Кларенс и сам хотел сказать нечто подобное, тем паче что племянница поступила по-своему, не спросив у него совета, но его непробиваемый эгоизм восторжествовал и на этот раз. Мысль иметь в доме писательницу тешила его самолюбие. К тому же родственницы вернули его дому уют, нарушенный смертью жены. Не менее соблазнительно было всегда иметь под рукой модели для портретов и поклонниц его таланта. А слышать вопросы о том, что происходит в мире, когда он возвращается с прогулки? А восторги по поводу его обновок, не говоря уже о ловких ручках, всегда готовых перешить на них, если нужно, пуговицы. Да и кто, наконец, откажется от такой замечательной хозяйки, как его сестрица Уилма, способная из выдаваемых им скромных средств вести дом? Нет, все это дорогого стоило.

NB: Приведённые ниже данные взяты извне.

impl Entry {
    /// Create an entry of `kind`.
    ///
    /// Version or archived values given for the flashless layout have
    /// nowhere to go on disk; they are dropped and reported.
    #[must_use]
    pub fn new(kind: EntryKind, options: EntryOptions) -> Parsed<Entry> {
        let mut diagnostics = Diagnostics::new();
        let spec = kind.spec();

        let name = options.name.as_deref().unwrap_or(spec.default_name);
        let name = name::encode_name(kind, name, &mut diagnostics);

        let (meta_length, version, archived) = if options.for_flash {
            let archived = if options.archived == Some(true) { ARCHIVED } else { 0 };
            (FLASH_META_LENGTH, options.version.unwrap_or(0), archived)
        } else {
            if options.version.is_some() || options.archived.is_some() {
                diagnostics.report(
                    DiagnosticCode::FlashlessFlashFields,
                    Location::entry(0, "flash_bytes"),
                    "expected no version or archived flag for a flashless entry; values dropped",
                );
            }
            (BASE_META_LENGTH, 0, 0)
        };

        let mut data = options.data.unwrap_or_default();
        if data.len() < spec.min_data_length {
            data.resize(spec.min_data_length, 0);
        }

        let entry = Entry {
            kind,
            meta_length,
            type_id: kind.type_id(),
            name,
            version,
            archived,
            data,
        };
        Parsed::new(entry, diagnostics)
    }

    /// Parse one entry, coercing it to the kind registered for its type id.
    #[must_use]
    pub fn from_bytes(bytes: &[u8]) -> Parsed<Entry> {
        Self::load_as(EntryKind::Generic, bytes)
    }

    /// Parse one entry expected to be of `expected` kind.
    ///
    /// A different type id is reported, then coercion proceeds as usual.
    #[must_use]
    pub fn load_as(expected: EntryKind, bytes: &[u8]) -> Parsed<Entry> {
        let mut diagnostics = Diagnostics::new();
        let mut cursor = ByteCursor::new(bytes, Section::Entry(0));

        let meta_length = cursor.u16_le("meta_length", &mut diagnostics);
        let data_length = cursor.u16_le("data_length", &mut diagnostics);

        let type_location = cursor.location("type_id");
        let type_id = cursor.u8("type_id", &mut diagnostics);
        if expected != EntryKind::Generic && type_id != expected.type_id() {
            let actual = EntryKind::from_type_id(type_id)
                .map_or_else(|| "an unknown kind".to_string(), |k| k.to_string());
            diagnostics.report(
                DiagnosticCode::TypeMismatch,
                type_location,
                format!(
                    "expected {expected} (type id {:02X}), got {actual} (type id {type_id:02X})",
                    expected.type_id()
                ),
            );
        }

        let name = cursor.array::<NAME_LEN>("name", &mut diagnostics);

        let (version, archived) = if meta_length == BASE_META_LENGTH {
            (0, 0)
        } else {
            if meta_length != FLASH_META_LENGTH {
                diagnostics.report(
                    DiagnosticCode::MetaLength,
                    Location::entry(0, "meta_length").at(0),
                    format!(
                        "expected {BASE_META_LENGTH} or {FLASH_META_LENGTH}, got {meta_length}; reading flash bytes anyway"
                    ),
                );
            }
            let version = cursor.u8("version", &mut diagnostics);
            let archived_location = cursor.location("archived");
            let archived = cursor.u8("archived", &mut diagnostics);
            if archived != 0 && archived != ARCHIVED {
                diagnostics.report(
                    DiagnosticCode::ArchivedFlag,
                    archived_location,
                    format!("expected 00 or 80, got {archived:02X}"),
                );
            }
            (version, archived)
        };

        let repeat_location = cursor.location("data_length");
        let repeated = cursor.u16_le("data_length", &mut diagnostics);
        if repeated != data_length {
            diagnostics.report(
                DiagnosticCode::DataLengthMismatch,
                repeat_location,
                format!("expected {data_length} to match the first length field, got {repeated}; using {repeated}"),
            );
        }
        let data = cursor.take(repeated.into(), "data", &mut diagnostics).to_vec();

        let raw = Entry {
            kind: expected,
            meta_length,
            type_id,
            name,
            version,
            archived,
            data,
        };
        tracing::trace!(type_id, length = raw.length(), "read entry");

        let entry = match raw.coerce() {
            Ok(entry) => entry,
            Err(error) => {
                diagnostics.report(
                    DiagnosticCode::UnknownTypeId,
                    Location::entry(0, "type_id").at(4),
                    format!("{error}; entry left as {}", raw.kind),
                );
                raw
            }
        };
        entry.check_contents(&mut diagnostics);
        Parsed::new(entry, diagnostics)
    }

    /// On-disk length of the entry at the start of `bytes`.
    ///
    /// `None` if fewer than four bytes remain. An unexpected meta length
    /// counts as the flash layout it is read with.
    #[must_use]
    pub fn peek_length(bytes: &[u8]) -> Option<usize> {
        match *bytes {
            [m0, m1, d0, d1, ..] => Some(
                2 + layout_meta_length(u16::from_le_bytes([m0, m1]))
                    + 2
                    + usize::from(u16::from_le_bytes([d0, d1])),
            ),
            _ => None,
        }
    }

    /// Promote the entry to the kind registered for its type id.
    ///
    /// A concrete entry whose type id matches its kind is returned as is.
    /// A generic entry with an unregistered type id is an error; a concrete
    /// entry is never demoted.
    pub fn coerce(&self) -> Result<Entry> {
        match EntryKind::from_type_id(self.type_id) {
            Some(kind) => {
                if kind != self.kind {
                    tracing::debug!(from = %self.kind, to = %kind, "coerced entry");
                }
                Ok(Entry {
                    kind,
                    ..self.clone()
                })
            }
            None if self.kind != EntryKind::Generic => Ok(self.clone()),
            None => Err(VarError::UnrecognizedTypeId {
                type_id: self.type_id,
            }),
        }
    }

    /// Kind-specific checks run after loading.
    fn check_contents(&self, diagnostics: &mut Diagnostics) {
        if self.kind.is_sized() {
            self.check_sized_length(diagnostics);
        }
        if !self.kind.is_tokenized() || !self.has_flash_bytes() {
            return;
        }
        if !is_known_version(self.version) {
            diagnostics.report(
                DiagnosticCode::UnknownVersion,
                Location::entry(0, "version"),
                format!(
                    "expected a known {} version, got {:02X}",
                    self.kind, self.version
                ),
            );
        }
        let derived = derive_version(self.payload());
        if self.version != derived {
            diagnostics.report(
                DiagnosticCode::VersionMismatch,
                Location::entry(0, "version"),
                format!(
                    "expected {derived:02X} from the token content, got {:02X}",
                    self.version
                ),
            );
        }
    }

    #[must_use]
    pub fn kind(&self) -> EntryKind {
        self.kind
    }

    #[must_use]
    pub fn type_id(&self) -> u8 {
        self.type_id
    }

    #[must_use]
    pub fn meta_length(&self) -> u16 {
        self.meta_length
    }

    /// Whether the entry carries version and archived bytes.
    #[must_use]
    pub fn has_flash_bytes(&self) -> bool {
        self.meta_length != BASE_META_LENGTH
    }

    fn flash_bytes(&self) -> Option<[u8; 2]> {
        self.has_flash_bytes()
            .then_some([self.version, self.archived])
    }

    /// Display name.
    #[must_use]
    pub fn name(&self) -> String {
        name::decode_name(self.kind, &self.name)
    }

    /// Raw name field.
    #[must_use]
    pub fn name_bytes(&self) -> &[u8; NAME_LEN] {
        &self.name
    }

    /// Replace the name, reporting names outside the kind's vocabulary.
    pub fn set_name(&mut self, name: &str) -> Diagnostics {
        let mut diagnostics = Diagnostics::new();
        self.name = name::encode_name(self.kind, name, &mut diagnostics);
        diagnostics
    }

    #[must_use]
    pub fn version(&self) -> u8 {
        self.version
    }

    /// Set the version byte. Flashless entries do not store it.
    pub fn set_version(&mut self, version: u8) {
        if self.has_flash_bytes() {
            self.version = version;
        }
    }

    /// Whether the archived byte is `80`.
    #[must_use]
    pub fn archived(&self) -> bool {
        self.archived == ARCHIVED
    }

    /// Raw archived byte.
    #[must_use]
    pub fn archived_byte(&self) -> u8 {
        self.archived
    }

    pub fn archive(&mut self) -> Result<()> {
        self.set_archived("archive", ARCHIVED)
    }

    pub fn unarchive(&mut self) -> Result<()> {
        self.set_archived("unarchive", 0)
    }

    fn set_archived(&mut self, operation: &'static str, value: u8) -> Result<()> {
        if !self.has_flash_bytes() {
            return Err(VarError::unsupported(operation, "entry has no flash bytes"));
        }
        self.archived = value;
        Ok(())
    }

    /// Full data section.
    #[must_use]
    pub fn data(&self) -> &[u8] {
        &self.data
    }

    /// Replace the data section verbatim.
    ///
    /// Fails with [`VarError::DataTooLarge`] past 65535 bytes.
    pub fn set_data(&mut self, data: impl Into<Vec<u8>>) -> Result<()> {
        let data = data.into();
        length_field("data", data.len())?;
        self.data = data;
        Ok(())
    }

    /// Serialized length: `2 + meta_length + 2 + data length`.
    ///
    /// An unexpected meta length is written with flash bytes, so it counts
    /// as 13 here.
    #[must_use]
    pub fn length(&self) -> usize {
        2 + layout_meta_length(self.meta_length) + 2 + self.data.len()
    }

    /// Serialize the entry, failing if the data section does not fit its
    /// length fields.
    pub fn try_bytes(&self) -> Result<Vec<u8>> {
        let data_length = length_field("data", self.data.len())?;
        Ok(self.serialize(data_length))
    }

    /// Serialize the entry.
    ///
    /// The checked setters keep the data section within 65535 bytes; an
    /// entry built with a longer [`EntryOptions::data`] is only caught by
    /// [`Entry::try_bytes`], and its length fields saturate here.
    #[must_use]
    pub fn bytes(&self) -> Vec<u8> {
        let data_length = u16::try_from(self.data.len()).unwrap_or(u16::MAX);
        self.serialize(data_length.to_le_bytes())
    }

    fn serialize(&self, data_length: [u8; 2]) -> Vec<u8> {
        let mut out = Vec::with_capacity(self.length());
        out.extend_from_slice(&self.meta_length.to_le_bytes());
        out.extend_from_slice(&data_length);
        out.push(self.type_id);
        out.extend_from_slice(&self.name);
        if let Some(flash) = self.flash_bytes() {
            out.extend_from_slice(&flash);
        }
        out.extend_from_slice(&data_length);
        out.extend_from_slice(&self.data);
        out
    }

    /// Extension for a file holding only this entry.
    ///
    /// Generic entries always use `8xg`; asking for one on a specific model
    /// is reported.
    #[must_use]
    pub fn extension(&self, model: Option<&Model>) -> Parsed<String> {
        let mut diagnostics = Diagnostics::new();
        if self.kind == EntryKind::Generic {
            if let Some(model) = model {
                diagnostics.report(
                    DiagnosticCode::UnknownExtensionModel,
                    Location::entry(0, "type_id"),
                    format!(
                        "expected a known kind for {model}, got type id {:02X}; using 8xg",
                        self.type_id
                    ),
                );
            }
            return Parsed::new("8xg".to_string(), diagnostics);
        }
        let prefix = model.map_or("8x", |m| m.signature.extension_prefix());
        Parsed::new(format!("{prefix}{}", self.kind.spec().extension), diagnostics)
    }

    /// Wrap this entry in a container.
    ///
    /// Without a header, one is built for `model`, or the default model.
    #[must_use]
    pub fn export(self, header: Option<Header>, model: Option<&'static Model>) -> Parsed<TiVar> {
        let header = header.unwrap_or_else(|| match model {
            Some(model) => Header::for_model(model),
            None => Header::default(),
        });
        let (mut var, mut diagnostics) = TiVar::new(header, model).into_parts();
        diagnostics.extend(var.add_entry(self));
        Parsed::new(var, diagnostics)
    }
}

— Что ты говоришь, — весело возразил он. — Наша Пруденс знает, что делает. Недаром ее назвали Пруденс-Благоразумная. Одной быть лучше. Зачем ей какой-то глупый муж, который свяжет ее по рукам и ногам?
«Это уж точно, — заметила про себя Пруденс. — Мне и тебя за глаза хватает».
— К тому же он наложит лапу на ее заработки, — продолжил дядя. — Нет, не говори, она знает, что делает, надев чепчик. А уж как в нем смотрится, прямо загляденье! Сегодйя, дорогая Пру, в одиннадцать должна прийти мисс Седжмаер. Не принести ли тебе твою работу в студию, чтобы побыть с нами? Она одна как перст, бедняжка, и готова положить глаз на любого мужчину. Эта дамочка спит и видит, как бы перебраться сюда со своими пожитками. Месяца два делает намеки, что приняла бы предложение. А я делаю вид, что ничего не понимаю. С такими, как она, это лучший способ. Но вот написать ее портрет я взялся. Руки у нее прелестные. Попрошу ее сложить их как Мона Лиза.
— Да ей всего двадцать четыре года, — напомнила миссис Маллоу.
— Чушь! Все тридцать с гаком. Она красит волосы. Они у нее совершенно седые.
— Да я о Пруденс говорю.
— А, о Пруденс? Ей точно двадцать четыре. Кто ж говорит. Нет ничего более вульгарного, чем дама в летах, охотящаяся на мужчин. Делает из себя посмешище. Разве не благоразумнее надеть чепец и думать забыть обо всех этих благоглупостях? Ну не благоразумна ли наша Благоразумница? — И Кларенс посмотрел на своих родственниц, ожидая восхищения его остроумием.
Уилма и Пруденс изобразили на лицах дежурные улыбки и принялись за яйца всмятку.